List each line of the data that holds the string "Rejected", please.

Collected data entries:
--------
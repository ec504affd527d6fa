//! Write lifecycle over a scripted registry

use registry_adapter::testing::{ScriptedDirectory, ScriptedTransport, SubmitScript};
use registry_adapter::{
    RegistrationCheck, RegistryAdapter, TransportError, TxFailure, TxStatus, WriteCall,
};
use registry_config::RegistryConfig;
use std::sync::Arc;
use types::{Address, ListingId, ProposalId, User};

const REGISTRY: Address = Address::from_bytes([0x6d; 20]);
const SENDER: Address = Address::from_bytes([0x5e; 20]);

fn adapter(transport: Arc<ScriptedTransport>) -> RegistryAdapter {
    let mut config = RegistryConfig::default();
    config.lifecycle.poll_interval_ms = 10;
    config.lifecycle.confirmation_timeout_secs = 5;
    let directory =
        Arc::new(ScriptedDirectory::new().with_entry(&config.registry.contract_id, REGISTRY));
    RegistryAdapter::with_transport(config, transport, directory).unwrap()
}

fn signing_transport() -> Arc<ScriptedTransport> {
    Arc::new(ScriptedTransport::new().with_sender(SENDER))
}

fn saw_submitted(history: &[TxStatus]) -> bool {
    history.iter().any(|s| matches!(s, TxStatus::Submitted(_)))
}

#[tokio::test]
async fn test_signer_rejection_never_reaches_submitted() {
    let transport = signing_transport();
    transport.script_submit(
        "createSkillListing",
        SubmitScript::Reject(TransportError::Rejected("user denied signature".into())),
    );
    let adapter = adapter(transport);

    let handle = adapter
        .lifecycle()
        .create_skill_listing("Rust", "Go", "pairing sessions")
        .await;

    let status = handle.wait().await;
    assert!(matches!(
        status,
        TxStatus::Failed {
            hash: None,
            reason: TxFailure::Rejected(_)
        }
    ));
    assert!(!saw_submitted(&handle.history()));
    assert_eq!(handle.history().len(), 2);
    assert!(!handle.is_confirmed());
    assert_eq!(handle.explorer_link(), None);
}

#[tokio::test]
async fn test_missing_signer_fails_with_reason() {
    let adapter = adapter(Arc::new(ScriptedTransport::new()));

    let handle = adapter
        .lifecycle()
        .accept_barter_proposal(ProposalId::new(1))
        .await;
    let status = handle.wait().await;
    assert_eq!(
        status,
        TxStatus::Failed {
            hash: None,
            reason: TxFailure::NoSigner
        }
    );
    assert!(status.to_string().contains("private_key"));
}

#[tokio::test]
async fn test_invalid_arguments_fail_before_submission() {
    let transport = signing_transport();
    let adapter = adapter(transport.clone());

    let handle = adapter.lifecycle().create_skill_listing("Rust", "Go", "  ").await;
    assert!(matches!(
        handle.status(),
        TxStatus::Failed {
            reason: TxFailure::InvalidArguments(_),
            ..
        }
    ));

    let handle = adapter
        .lifecycle()
        .create_barter_proposal(ListingId::new(0), "trade?")
        .await;
    assert!(matches!(
        handle.status(),
        TxStatus::Failed {
            reason: TxFailure::InvalidArguments(_),
            ..
        }
    ));

    assert!(transport.submitted().is_empty());
}

#[tokio::test]
async fn test_confirmed_after_pending_polls() {
    let transport = signing_transport();
    transport.script_submit("markBarterCompleted", SubmitScript::Include { pending_polls: 3 });
    let adapter = adapter(transport);

    let handle = adapter
        .lifecycle()
        .mark_barter_completed(ProposalId::new(2))
        .await;
    let hash = handle.hash().expect("submitted write has a hash");

    let status = handle.wait().await;
    assert_eq!(
        status,
        TxStatus::Confirmed {
            hash,
            block: Some(1)
        }
    );
    assert!(handle.is_confirmed());
    assert_eq!(
        handle.history(),
        vec![
            TxStatus::Composing,
            TxStatus::Submitted(hash),
            TxStatus::Confirmed {
                hash,
                block: Some(1)
            },
        ]
    );
    assert_eq!(
        handle.explorer_link(),
        Some(format!("https://hashscan.io/testnet/transaction/{}", hash))
    );
}

#[tokio::test]
async fn test_revert_on_inclusion_fails_with_hash() {
    let transport = signing_transport();
    transport.script_submit("raiseDispute", SubmitScript::Revert);
    let adapter = adapter(transport);

    let handle = adapter
        .lifecycle()
        .raise_dispute(ProposalId::new(3), "no show")
        .await;
    let status = handle.wait().await;

    assert!(matches!(
        status,
        TxStatus::Failed {
            hash: Some(_),
            reason: TxFailure::Reverted { block: Some(1) }
        }
    ));
    assert!(saw_submitted(&handle.history()));
}

#[tokio::test(start_paused = true)]
async fn test_unconfirmed_write_times_out() {
    let transport = signing_transport();
    transport.script_submit("acceptBarterProposal", SubmitScript::NeverInclude);
    let adapter = adapter(transport);

    let handle = adapter
        .lifecycle()
        .accept_barter_proposal(ProposalId::new(4))
        .await;
    let status = handle.wait().await;

    assert!(matches!(
        status,
        TxStatus::Failed {
            hash: Some(_),
            reason: TxFailure::Timeout(5)
        }
    ));
}

#[tokio::test]
async fn test_subscriber_sees_terminal_state() {
    let transport = signing_transport();
    let adapter = adapter(transport);

    let handle = adapter
        .lifecycle()
        .create_barter_proposal(ListingId::new(1), "lessons for lessons")
        .await;
    let mut updates = handle.subscribe();
    let confirmed = updates
        .wait_for(|status| status.is_terminal())
        .await
        .map(|status| matches!(*status, TxStatus::Confirmed { .. }))
        .unwrap_or(false);
    assert!(confirmed);
}

#[tokio::test]
async fn test_failed_pre_registration_is_ignored() {
    let transport = signing_transport();
    // getUser(sender) unscripted: registration state unknown
    transport.script_submit(
        "registerUser",
        SubmitScript::Reject(TransportError::Reverted(
            "execution reverted: User already registered".into(),
        )),
    );
    let adapter = adapter(transport.clone());

    let handle = adapter
        .lifecycle()
        .create_listing_ensuring_registered("Rust", "Go", "pairing sessions")
        .await;
    assert!(handle.wait().await.is_terminal());
    assert!(handle.is_confirmed());

    assert_eq!(
        transport.submitted(),
        vec![
            WriteCall::RegisterUser {
                name: "SkillSwap User".to_string(),
                skills_offered: vec!["Rust".to_string()],
                skills_wanted: vec!["Go".to_string()],
            },
            WriteCall::CreateSkillListing {
                skill_offered: "Rust".to_string(),
                skill_wanted: "Go".to_string(),
                description: "pairing sessions".to_string(),
            },
        ]
    );
}

#[tokio::test]
async fn test_registered_sender_skips_registration() {
    let transport = signing_transport();
    transport.script_user(&User {
        name: "Sam".to_string(),
        skills_offered: vec!["Rust".to_string()],
        is_registered: true,
        ..User::unregistered(SENDER)
    });
    let adapter = adapter(transport.clone());

    let check = adapter
        .lifecycle()
        .ensure_registered(vec!["Rust".into()], vec![])
        .await;
    assert_eq!(check, RegistrationCheck::AlreadyRegistered);
    assert!(transport.submitted().is_empty());

    let handle = adapter
        .lifecycle()
        .create_listing_ensuring_registered("Rust", "Go", "pairing")
        .await;
    handle.wait().await;
    assert_eq!(transport.submitted().len(), 1);
    assert_eq!(transport.submitted()[0].function_name(), "createSkillListing");
}

#[tokio::test]
async fn test_unregistered_sender_is_registered_first() {
    let transport = signing_transport();
    transport.script_user(&User::unregistered(SENDER));
    let adapter = adapter(transport.clone());

    let check = adapter
        .lifecycle()
        .ensure_registered(vec!["Rust".into()], vec![])
        .await;
    assert_eq!(check, RegistrationCheck::Registered);
    assert_eq!(transport.submitted()[0].function_name(), "registerUser");
}

#[tokio::test]
async fn test_register_from_comma_separated_text() {
    let transport = signing_transport();
    let adapter = adapter(transport.clone());

    let handle = adapter
        .lifecycle()
        .register_user_from_text(" Ada ", "Rust, Go,,", " guitar ")
        .await;
    handle.wait().await;

    assert_eq!(
        transport.submitted(),
        vec![WriteCall::RegisterUser {
            name: "Ada".to_string(),
            skills_offered: vec!["Rust".to_string(), "Go".to_string()],
            skills_wanted: vec!["guitar".to_string()],
        }]
    );
}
--------
RESULT OF THIS TASK:
        SubmitScript::Reject(TransportError::Rejected("user denied signature".into())),
            reason: TxFailure::Rejected(_)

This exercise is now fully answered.